Each of the ADB units 32L, 32R emits a high beam to the space in front of the vehicle. ADB unit 32L is installed on the front left side of the vehicle, and ADB unit 32R is installed on the front right side of the vehicle. In other words, ADB unit 32L is a left-side variable light distribution unit (left-side lamp), and ADB unit 32R is a right-side variable light distribution unit (right-side lamp). A high beam is formed by the overlapping of the irradiation lights formed by each of the ADB units 32L, 32R in front of the vehicle. When an object such as a preceding vehicle is present, an adaptive driving beam (combined irradiation light) is formed by dimming (or shielding) the area corresponding to the object within the high beam irradiation range.

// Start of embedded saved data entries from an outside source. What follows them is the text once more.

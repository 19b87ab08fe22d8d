//! Cancellation and deadlines for a planning pass

use crate::error::CancelReason;
use std::time::{Duration, Instant};
use tokio::sync::watch;

/// Carries the caller's cancellation signal and deadline into a pass.
///
/// Cloning is cheap; clones observe the same signal.
#[derive(Debug, Clone)]
pub struct PlanContext {
    cancelled: Option<watch::Receiver<bool>>,
    deadline: Option<Instant>,
}

/// Cancels every [`PlanContext`] created alongside it.
#[derive(Debug)]
pub struct CancelHandle {
    tx: watch::Sender<bool>,
}

impl CancelHandle {
    pub fn cancel(&self) {
        self.tx.send_replace(true);
    }
}

impl PlanContext {
    /// Never cancelled, no deadline.
    pub fn background() -> Self {
        Self {
            cancelled: None,
            deadline: None,
        }
    }

    /// A context plus the handle that cancels it.
    pub fn cancellable() -> (Self, CancelHandle) {
        let (tx, rx) = watch::channel(false);
        let ctx = Self {
            cancelled: Some(rx),
            deadline: None,
        };
        (ctx, CancelHandle { tx })
    }

    /// Same signal, deadline `timeout` from now (or the existing one if
    /// earlier). A timeout too large to represent adds no deadline.
    pub fn with_timeout(self, timeout: Duration) -> Self {
        match Instant::now().checked_add(timeout) {
            Some(deadline) => self.with_deadline(deadline),
            None => self,
        }
    }

    pub fn with_deadline(mut self, deadline: Instant) -> Self {
        self.deadline = Some(match self.deadline {
            Some(existing) => existing.min(deadline),
            None => deadline,
        });
        self
    }

    pub fn deadline(&self) -> Option<Instant> {
        self.deadline
    }

    /// `Err` once the pass must stop.
    pub fn check(&self) -> Result<(), CancelReason> {
        if let Some(rx) = &self.cancelled {
            if *rx.borrow() {
                return Err(CancelReason::Cancelled);
            }
        }
        if let Some(deadline) = self.deadline {
            if Instant::now() >= deadline {
                return Err(CancelReason::DeadlineExceeded);
            }
        }
        Ok(())
    }
}

impl Default for PlanContext {
    fn default() -> Self {
        Self::background()
    }
}

#[cfg(test)]
mod tests {
    use super::*;

    #[test]
    fn test_background_never_stops() {
        assert_eq!(PlanContext::background().check(), Ok(()));
    }

    #[test]
    fn test_cancel_reaches_clones() {
        let (ctx, handle) = PlanContext::cancellable();
        let clone = ctx.clone();
        assert_eq!(clone.check(), Ok(()));

        handle.cancel();
        assert_eq!(ctx.check(), Err(CancelReason::Cancelled));
        assert_eq!(clone.check(), Err(CancelReason::Cancelled));
    }

    #[test]
    fn test_cancel_after_handle_dropped_state_is_kept() {
        let (ctx, handle) = PlanContext::cancellable();
        handle.cancel();
        drop(handle);
        assert_eq!(ctx.check(), Err(CancelReason::Cancelled));
    }

    #[test]
    fn test_deadline() {
        let expired = PlanContext::background().with_deadline(Instant::now());
        assert_eq!(expired.check(), Err(CancelReason::DeadlineExceeded));

        let later = PlanContext::background().with_timeout(Duration::from_secs(60));
        assert_eq!(later.check(), Ok(()));

        let earliest = later.with_deadline(Instant::now());
        assert_eq!(earliest.check(), Err(CancelReason::DeadlineExceeded));
    }

    #[test]
    fn test_unrepresentable_timeout_adds_no_deadline() {
        let ctx = PlanContext::background().with_timeout(Duration::from_secs(u64::MAX));
        assert_eq!(ctx.deadline(), None);
        assert_eq!(ctx.check(), Ok(()));

        let bounded = PlanContext::background()
            .with_timeout(Duration::from_secs(60))
            .with_timeout(Duration::MAX);
        assert!(bounded.deadline().is_some());
    }
}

Vehicle ECU 10 described above has a light distribution pattern setting function. Specifically, vehicle ECU 10 sets a light dimming range (or light shielding range) and a light irradiation range of the ADB function according to the position of a forward vehicle (preceding vehicle or oncoming vehicle) detected by forward monitoring sensor 11. Further, vehicle ECU 10 sets an irradiation range of a correction light that is irradiated to the corners of the light dimming range. Details of the correction light will be described later.

Lamp ECU 20 described above has a function of generating a control signal for causing each of the ADB units 32L, 32R to form an irradiation light according to the light distribution pattern set by vehicle ECU 10, and providing the control signal to each of the ADB units 32L, 32R.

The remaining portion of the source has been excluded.